[Provided entries Boundary: Start]

//! The acquisition loop.
//!
//! A snapshot starts with a direct read of every field. If anything failed
//! and privilege is available, the failed fields are retried through the
//! root shell: one read per distinct path, all in flight at once, each
//! completion decoded as it lands. The pass ends when nothing is unset or
//! pending (`Resolved`), or when the shell cannot be engaged or the deadline
//! passes (`Stalled`).

use crate::cpu::{self, CpuInformation};
use crate::field::INVALID;
use crate::fieldset::{FieldSet, FieldSpec};
use crate::gpu::{self, GpuInformation, GpuPaths};
use crate::paths;
use crate::privileged::PrivilegedReader;
use crate::publish::ResultPublisher;
use crate::reader::{FileReader, SysfsReader};
use crate::shell::{CommandExecutor, RootShell, ShellConfig};
use crate::subsystem::Subsystem;
use futures_util::stream::{FuturesUnordered, StreamExt};
use serde::Serialize;
use std::sync::Arc;
use std::time::Duration;
use tokio::task::JoinHandle;
use tokio::time::Instant;
use tracing::{debug, info, warn};

/// How a snapshot ended.
#[derive(Debug, Clone, Copy, PartialEq, Eq, Serialize)]
#[serde(rename_all = "lowercase")]
pub enum AcquisitionState {
    /// Every field is resolved or invalid.
    Resolved,
    /// Privileged reads were needed but could not all be completed.
    Stalled,
}

impl std::fmt::Display for AcquisitionState {
    fn fmt(&self, f: &mut std::fmt::Formatter<'_>) -> std::fmt::Result {
        match self {
            AcquisitionState::Resolved => write!(f, "resolved"),
            AcquisitionState::Stalled => write!(f, "stalled"),
        }
    }
}

/// The result of one acquisition.
#[derive(Debug, Clone, Serialize)]
pub struct Snapshot {
    pub subsystem: Subsystem,
    pub state: AcquisitionState,
    /// Whether the privileged pass ran.
    pub escalated: bool,
    pub fields: FieldSet,
}

impl Snapshot {
    pub fn is_stalled(&self) -> bool {
        self.state == AcquisitionState::Stalled
    }

    /// Typed CPU view, if this is a CPU snapshot.
    pub fn cpu(&self) -> Option<CpuInformation> {
        (self.subsystem == Subsystem::Cpu).then(|| CpuInformation::from_fields(&self.fields))
    }

    /// Typed GPU view, if this is a GPU snapshot.
    pub fn gpu(&self) -> Option<GpuInformation> {
        (self.subsystem == Subsystem::Gpu).then(|| GpuInformation::from_fields(&self.fields))
    }
}

/// Tunables for a [`Prober`].
#[derive(Debug, Clone, PartialEq, Eq)]
pub struct ProbeOptions {
    /// Retry failed direct reads through the root shell.
    pub privileged_fallback: bool,
    /// Give up waiting on privileged reads after this long.
    pub deadline: Option<Duration>,
    pub temperature_path: String,
    /// GPU base directories to probe, in order.
    pub gpu_base_paths: Vec<String>,
}

impl Default for ProbeOptions {
    fn default() -> Self {
        Self {
            privileged_fallback: true,
            deadline: None,
            temperature_path: paths::PATH_TEMPERATURE.to_string(),
            gpu_base_paths: gpu::DEFAULT_BASE_PATHS
                .iter()
                .map(|s| s.to_string())
                .collect(),
        }
    }
}

impl ProbeOptions {
    pub fn with_privileged_fallback(mut self, enabled: bool) -> Self {
        self.privileged_fallback = enabled;
        self
    }

    pub fn with_deadline(mut self, deadline: Option<Duration>) -> Self {
        self.deadline = deadline;
        self
    }

    pub fn with_temperature_path(mut self, path: impl Into<String>) -> Self {
        self.temperature_path = path.into();
        self
    }

    pub fn with_gpu_base_paths(mut self, paths: Vec<String>) -> Self {
        self.gpu_base_paths = paths;
        self
    }
}

/// Acquires hardware snapshots.
///
/// Holds the direct reader and the privileged executor as injected
/// capabilities; share it behind an `Arc` to run acquisitions concurrently.
pub struct Prober {
    reader: Arc<dyn FileReader>,
    privileged: PrivilegedReader,
    options: ProbeOptions,
}

impl Prober {
    pub fn new(reader: Arc<dyn FileReader>, executor: Arc<dyn CommandExecutor>) -> Self {
        Self {
            reader,
            privileged: PrivilegedReader::new(executor),
            options: ProbeOptions::default(),
        }
    }

    pub fn with_options(mut self, options: ProbeOptions) -> Self {
        self.options = options;
        self
    }

    /// A prober over the real filesystem and a `su` shell.
    pub fn system(shell: ShellConfig) -> Self {
        Self::new(
            Arc::new(SysfsReader::new()),
            Arc::new(RootShell::new(shell)),
        )
    }

    pub fn reader(&self) -> &dyn FileReader {
        self.reader.as_ref()
    }

    pub fn privileged(&self) -> &PrivilegedReader {
        &self.privileged
    }

    pub fn options(&self) -> &ProbeOptions {
        &self.options
    }

    /// Whether failed reads may be retried with privileges right now.
    pub fn privilege_available(&self) -> bool {
        self.options.privileged_fallback && self.privileged.is_available()
    }

    /// Resolves where each field of a subsystem is read from.
    ///
    /// Runs once per snapshot, before any field is read: picks the
    /// representative CPU core and probes the GPU candidate paths.
    pub fn field_specs(&self, subsystem: Subsystem) -> Vec<FieldSpec> {
        match subsystem {
            Subsystem::Cpu => {
                let core_count = self
                    .reader
                    .read(paths::PATH_CPU_PRESENT)
                    .and_then(|content| cpu::parse_core_count(&content))
                    .unwrap_or(INVALID);
                let core = cpu::representative_core(self.reader.as_ref(), core_count);
                cpu::field_specs(core, &self.options.temperature_path)
            }
            Subsystem::Gpu => {
                GpuPaths::resolve(self.reader.as_ref(), &self.options.gpu_base_paths)
                    .field_specs()
            }
        }
    }

    /// Acquires one snapshot.
    pub async fn acquire(&self, subsystem: Subsystem) -> Snapshot {
        let mut fields = FieldSet::new(subsystem, self.field_specs(subsystem));
        self.direct_pass(&mut fields);

        if fields.is_valid() || !self.privilege_available() {
            debug!("{} snapshot resolved after direct pass", subsystem);
            finish(&mut fields);
            return Snapshot {
                subsystem,
                state: AcquisitionState::Resolved,
                escalated: false,
                fields,
            };
        }

        fields.reset_invalid();
        info!("Escalating {} snapshot to privileged reads", subsystem);
        let state = self.privileged_pass(&mut fields).await;
        finish(&mut fields);

        Snapshot {
            subsystem,
            state,
            escalated: true,
            fields,
        }
    }

    /// Acquires one snapshot on the current thread.
    ///
    /// Drives its own single-threaded runtime, so it must not be called from
    /// inside an async context.
    pub fn acquire_blocking(&self, subsystem: Subsystem) -> Snapshot {
        match tokio::runtime::Builder::new_current_thread()
            .enable_time()
            .build()
        {
            Ok(runtime) => runtime.block_on(self.acquire(subsystem)),
            Err(e) => {
                warn!("Failed to start runtime for {} snapshot: {}", subsystem, e);
                let mut fields = FieldSet::new(subsystem, self.field_specs(subsystem));
                self.direct_pass(&mut fields);
                finish(&mut fields);
                let state = if fields.is_valid() || !self.privilege_available() {
                    AcquisitionState::Resolved
                } else {
                    AcquisitionState::Stalled
                };
                Snapshot {
                    subsystem,
                    state,
                    escalated: false,
                    fields,
                }
            }
        }
    }

    /// Acquires a snapshot on a spawned task and publishes it.
    ///
    /// Must be called from within a Tokio runtime.
    pub fn acquire_async(
        self: &Arc<Self>,
        subsystem: Subsystem,
        publisher: ResultPublisher<Snapshot>,
    ) -> JoinHandle<()> {
        let prober = Arc::clone(self);
        tokio::spawn(async move {
            let snapshot = prober.acquire(subsystem).await;
            publisher.publish(snapshot);
        })
    }

    /// Reads one file, escalating if the direct read fails.
    pub async fn read_text(&self, path: &str) -> Option<String> {
        if let Some(content) = self.reader.read(path) {
            return Some(content);
        }
        if !self.privilege_available() {
            return None;
        }

        debug!("Escalating read of {}", path);
        match self.options.deadline {
            Some(deadline) => tokio::time::timeout(deadline, self.privileged.read(path))
                .await
                .ok()
                .flatten(),
            None => self.privileged.read(path).await,
        }
    }

    fn direct_pass(&self, fields: &mut FieldSet) {
        for path in fields.paths() {
            let content = self.reader.read(&path);
            if content.is_none() {
                debug!("Direct read failed: {}", path);
            }
            fields.apply(&path, content.as_deref());
        }
        fields.abandon_pathless();
    }

    async fn privileged_pass(&self, fields: &mut FieldSet) -> AcquisitionState {
        fields.abandon_pathless();
        let deadline = self.options.deadline.map(|d| Instant::now() + d);
        let mut in_flight = FuturesUnordered::new();

        loop {
            for path in fields.unset_paths() {
                match self.privileged.read_async(&path) {
                    Some(read) => {
                        fields.mark_pending(&path);
                        in_flight.push(read);
                    }
                    None => {
                        warn!("Could not issue privileged read for {}", path);
                        return AcquisitionState::Stalled;
                    }
                }
            }

            if !fields.is_initializing() {
                return AcquisitionState::Resolved;
            }

            let next = match deadline {
                Some(deadline) => {
                    match tokio::time::timeout_at(deadline, in_flight.next()).await {
                        Ok(next) => next,
                        Err(_) => {
                            warn!(
                                "Deadline passed with {} privileged reads pending",
                                in_flight.len()
                            );
                            return AcquisitionState::Stalled;
                        }
                    }
                }
                None => in_flight.next().await,
            };

            match next {
                Some(completion) => {
                    if completion.content.is_none() {
                        debug!("Privileged read failed: {}", completion.path);
                    }
                    fields.apply(&completion.path, completion.content.as_deref());
                }
                None => {
                    warn!("No privileged reads in flight but fields still pending");
                    return AcquisitionState::Stalled;
                }
            }
        }
    }
}

/// Post-processing shared by every exit path.
fn finish(fields: &mut FieldSet) {
    if fields.subsystem() == Subsystem::Cpu {
        cpu::derive_frequency_bounds(fields);
    }
}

[Provided entries Boundary: End]

Aim of the task ->
Identify the lines above that contain the word "struct", then copy them.

Problem solution ->
pub struct Snapshot {
pub struct ProbeOptions {
pub struct Prober {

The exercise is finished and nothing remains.